Homeschooling Moms Homeschooling Moms

Homeschooling ADHD child without meds... In tears!!

Posted by on Oct. 14, 2011 at 1:45 PM
  • 17 Replies

I have a 7 year old that I am homeschooling. He has ADHD and I havent wanted to medicate him because I watched my 2 brothers and cousin on the medicine and by highschool they were just turning around and selling the medicine to anyone who would buy it. I live in the south and prescription drug abuse is one of our main issues here. So I wanted to teach my son he didnt need medicine unless he was sick. Anyway, last year in first grade at Christmas the teacher called me in for a conference and suggested he be put on meds. I told her no, because he was 6. She then went on to stick him out in the hallway 3 to 4 times a week there after. After one conference after another with teachers, the couselor and principle nothing got better and it was always my fault for not giving my child the advantage of medications. This year I decided to homeschool and now I feel like I am caving. He doesnt sit in his seat, throws horrible fits about having to do work, flat out refuses to do it unless I am sitting right next to him basically saying do your work, nothing is ever fair. I have tried yelling, grounding, positive reinforcement, giving him coffee in the morning ( calms him down for about 45 mins) and I am running out of options. I being ADD myself am feeling like I am stotally losing control and what I wanted to be such a positive thing is not so positive. I have thought about putting him back in public school but they will not allow him to go to the second grade even though we had him tested over the summer twice and paid 3000 dollars for a reading tudor. By the end of the summer he was at second grade level. Does anyone have any advice????

 

by on Oct. 14, 2011 at 1:45 PM
Add your quick reply below:
You must be a member to reply to this post.
Replies (1-10):
my2.5boys
by on Oct. 14, 2011 at 3:27 PM
3 moms liked this

Have you tried letting him do his work while standing, running, or bouncing a ball? Let him do the work orally, instead of written, until he is better able to sit and work calmly. Have you looked into unschooling, or giving him more control over what/when/where/how he learns? The best part about home-schooling is being able to try different approaches. It doesn't have to look like, or work like a school.
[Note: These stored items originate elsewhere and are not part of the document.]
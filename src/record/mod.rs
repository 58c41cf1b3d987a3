//! Text records of the session files.
//!
//! Every file is made of `key=value` fields separated by commas, one record
//! per line. Parsing is schema driven and fails closed: unknown, missing or
//! duplicated fields are rejected.

pub mod catalogue;
pub mod descriptor;
pub mod profile;

use regex::Regex;
use std::fmt;
use std::str::FromStr;
use std::sync::OnceLock;

fn key_pattern() -> &'static Regex {
    static PATTERN: OnceLock<Regex> = OnceLock::new();
    PATTERN.get_or_init(|| Regex::new(r"^[a-z][a-z_]*$").expect("valid key pattern"))
}

/// Parse hex strings with or without `0x` prefix to u64 values
pub fn parse_hex(s: &str) -> Result<u64, String> {
    let cleaned = s
        .strip_prefix("0x")
        .or_else(|| s.strip_prefix("0X"))
        .unwrap_or(s);
    u64::from_str_radix(cleaned, 16).map_err(|e| format!("'{}' is not a valid hex number: {}", s, e))
}

/// One ordered `key=value` record.
#[derive(Clone, Debug, Default, PartialEq, Eq)]
pub struct Record {
    fields: Vec<(String, String)>,
}

impl Record {
    pub fn new() -> Self {
        Self::default()
    }

    /// Appends a field, builder style.
    pub fn with(mut self, key: &str, value: impl fmt::Display) -> Self {
        self.fields.push((key.to_string(), value.to_string()));
        self
    }

    /// Appends a field only if the value is present.
    pub fn with_opt<T: fmt::Display>(self, key: &str, value: Option<T>) -> Self {
        match value {
            Some(value) => self.with(key, value),
            None => self,
        }
    }

    pub fn keys(&self) -> impl Iterator<Item = &str> {
        self.fields.iter().map(|(key, _)| key.as_str())
    }

    pub fn raw(&self, key: &str) -> Option<&str> {
        self.fields
            .iter()
            .find(|(k, _)| k == key)
            .map(|(_, value)| value.as_str())
    }

    /// Returns a required field parsed as `T`.
    pub fn get<T>(&self, key: &str) -> Result<T, String>
    where
        T: FromStr,
        T::Err: fmt::Display,
    {
        let raw = self
            .raw(key)
            .ok_or_else(|| format!("missing field '{}'", key))?;
        raw.parse::<T>()
            .map_err(|e| format!("field '{}' has invalid value '{}': {}", key, raw, e))
    }

    /// Returns an optional field parsed as `T`.
    pub fn get_opt<T>(&self, key: &str) -> Result<Option<T>, String>
    where
        T: FromStr,
        T::Err: fmt::Display,
    {
        match self.raw(key) {
            Some(_) => self.get(key).map(Some),
            None => Ok(None),
        }
    }

    /// Returns an optional hex field.
    pub fn get_hex_opt(&self, key: &str) -> Result<Option<u64>, String> {
        self.raw(key)
            .map(|raw| parse_hex(raw).map_err(|e| format!("field '{}': {}", key, e)))
            .transpose()
    }

    fn rename(&mut self, from: &str, to: &str) {
        for (key, _) in self.fields.iter_mut() {
            if *key == from {
                *key = to.to_string();
            }
        }
    }
}

impl FromStr for Record {
    type Err = String;

    fn from_str(line: &str) -> Result<Self, Self::Err> {
        let line = line.trim();
        if line.is_empty() {
            return Err("empty record".to_string());
        }
        let mut record = Record::new();
        for field in line.split(',') {
            let field = field.trim();
            let (key, value) = field
                .split_once('=')
                .ok_or_else(|| format!("field '{}' is not of the form key=value", field))?;
            let (key, value) = (key.trim(), value.trim());
            if !key_pattern().is_match(key) {
                return Err(format!("invalid field name '{}'", key));
            }
            if value.is_empty() {
                return Err(format!("field '{}' has no value", key));
            }
            if record.raw(key).is_some() {
                return Err(format!("duplicate field '{}'", key));
            }
            record.fields.push((key.to_string(), value.to_string()));
        }
        Ok(record)
    }
}

impl fmt::Display for Record {
    fn fmt(&self, f: &mut fmt::Formatter<'_>) -> fmt::Result {
        for (index, (key, value)) in self.fields.iter().enumerate() {
            if index > 0 {
                write!(f, ", ")?;
            }
            write!(f, "{}={}", key, value)?;
        }
        Ok(())
    }
}

/// Field layout accepted for one kind of record.
#[derive(Clone, Copy, Debug)]
pub struct Schema {
    pub required: &'static [&'static str],
    pub optional: &'static [&'static str],
    /// Alternative spellings, rewritten to their canonical name before validation.
    pub aliases: &'static [(&'static str, &'static str)],
}

impl Schema {
    /// Parses `line` and checks it against the schema.
    pub fn parse(&self, line: &str) -> Result<Record, String> {
        let mut record: Record = line.parse()?;
        for (alias, canonical) in self.aliases {
            if record.raw(alias).is_some() {
                if record.raw(canonical).is_some() {
                    return Err(format!(
                        "fields '{}' and '{}' are the same field",
                        alias, canonical
                    ));
                }
                record.rename(alias, canonical);
            }
        }
        let known = |key: &str| {
            self.required
                .iter()
                .chain(self.optional.iter())
                .any(|field| *field == key)
        };
        if let Some(unknown) = record.keys().find(|key| !known(*key)) {
            return Err(format!("unexpected field '{}'", unknown));
        }
        if let Some(missing) = self.required.iter().find(|key| record.raw(key).is_none()) {
            return Err(format!("missing field '{}'", missing));
        }
        Ok(record)
    }
}

/// Returns the only non-empty line of a single-record file.
pub fn single_line(content: &str) -> Result<&str, String> {
    let mut lines = content.lines().map(str::trim).filter(|line| !line.is_empty());
    let first = lines.next().ok_or_else(|| "file is empty".to_string())?;
    if lines.next().is_some() {
        return Err("file holds more than one record".to_string());
    }
    Ok(first)
}

#[cfg(test)]
mod tests {
    use super::*;

    const SCHEMA: Schema = Schema {
        required: &["fi_index"],
        optional: &["thread"],
        aliases: &[("fi_thread", "thread")],
    };

    #[test]
    fn parse_and_print() {
        let record: Record = "thread=3, fi_index=17".parse().unwrap();
        assert_eq!(record.get::<u32>("thread").unwrap(), 3);
        assert_eq!(record.get::<u64>("fi_index").unwrap(), 17);
        assert_eq!(record.to_string(), "thread=3, fi_index=17");
    }

    #[test]
    fn whitespace_is_tolerated() {
        let record = SCHEMA.parse("  fi_index = 5 \n").unwrap();
        assert_eq!(record.get::<u64>("fi_index").unwrap(), 5);
    }

    #[test]
    fn schema_rejects_unknown_and_missing() {
        assert!(SCHEMA
            .parse("fi_index=1, rank=2")
            .unwrap_err()
            .contains("unexpected field 'rank'"));
        assert!(SCHEMA
            .parse("thread=1")
            .unwrap_err()
            .contains("missing field 'fi_index'"));
    }

    #[test]
    fn alias_is_canonicalized() {
        let record = SCHEMA.parse("fi_thread=2, fi_index=9").unwrap();
        assert_eq!(record.get::<u32>("thread").unwrap(), 2);
        assert!(SCHEMA.parse("fi_thread=2, thread=2, fi_index=9").is_err());
    }

    #[test]
    fn malformed_fields() {
        assert!("fi_index".parse::<Record>().is_err());
        assert!("fi_index=".parse::<Record>().is_err());
        assert!("fi_index=1, fi_index=2".parse::<Record>().is_err());
        assert!("FI-INDEX=1".parse::<Record>().is_err());
        assert!("".parse::<Record>().is_err());
    }

    #[test]
    fn invalid_values() {
        let record = SCHEMA.parse("fi_index=-4").unwrap();
        assert!(record.get::<u64>("fi_index").is_err());
    }

    #[test]
    fn hex_values() {
        assert_eq!(parse_hex("0x401a2f").unwrap(), 0x401a2f);
        assert_eq!(parse_hex("401A2F").unwrap(), 0x401a2f);
        assert!(parse_hex("0xzz").is_err());
    }

    #[test]
    fn single_record_files() {
        assert_eq!(single_line("\nfi_index=3\n\n").unwrap(), "fi_index=3");
        assert!(single_line("fi_index=3\nfi_index=4\n").is_err());
        assert!(single_line("  \n").is_err());
    }
}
You can do anything for and with your child. 

whoopsie16
by on Oct. 14, 2011 at 3:51 PM
1 mom liked this

Hello, Here's some advice comming from the other end! :) Im 16 and have ADD as well, DONT PUT HIM ON THE MEDS!! :) They're terrible. when I was on meds I was focused, but depressed. The life was drained out of me and i just wasnt myself. I stopped eating little by little and eventually completely stopped. I wasnt very social..and I wasnt tired. I was basicly a robot, the teachers were happy but everybody who loved me wasnt. I changed meds lots of times but the sign effects were bad. One messed with my kidneys, one made my chest hurt, and one made me suicidal. Working with me without meds was difficult for my parents too, I was homeschooled for a year and now I go to an online school. The first year was difficult because I wasnt focused AT ALL. But now Ive been finding little tips and tricks that help me study. One is reward. After getting a certain amount done I just reward myslef with little things. Another thing is lots of breaks, Have him do 10 questions at a time, take a 5 minute break and get back to work! helps a lot. Coffee helps me, but if he's six itll stunt his growth...and I dont drink much but thats only cause Im pregnant. If he goes to bed early or is at least laying down by 8ishh he shoud fall asleep pretty early too and it will give him a fresh mind to think with, another thing that has always helped me is doing somehting while studying. Most kids get distracted but you need something to do which is why he wiggles a lot., I used to do that too. I usually listen to music in the background and sometimes chew gum. or play with a rubber ball as I read ect. hope I helped, good luck and hang in there! just want you to know once he gets older he will apreciate your hard effort even if he doesnt now, I sure apreciate my mom sticking with me when I was all jitery....even though I hated it at the time :)

whoopsie16
by on Oct. 14, 2011 at 3:56 PM
1 mom liked this

oh yeah, after reading the comment over mine, I do want to add working in different places helps too. If one day you work in the library and another day you work at a park that can be fun too. Sometimes learning styles very. when my mom took me off meds she tried different methods and I learned best with physical objects. If you find a hobby and incorperate it into the lesson it makes things a lot more exciting for him, and holds his attention longer.

JKronrod
by Bronze Member on Oct. 15, 2011 at 7:28 PM
1 mom liked this

Okay, first of all -- hang in there.  You are doing the best you can for your child.  I completely understand the desire to not medicate a little boy who is so young.  I have four children, and with the exception of the youngest (who we're not sure about yet), all of them have some symptoms of ADD, including, with our oldest, temper tantrums beyond belief, so I know what you are going through.  (He's now in his second year at the University of California, Merced -- so there's hope :-) ). 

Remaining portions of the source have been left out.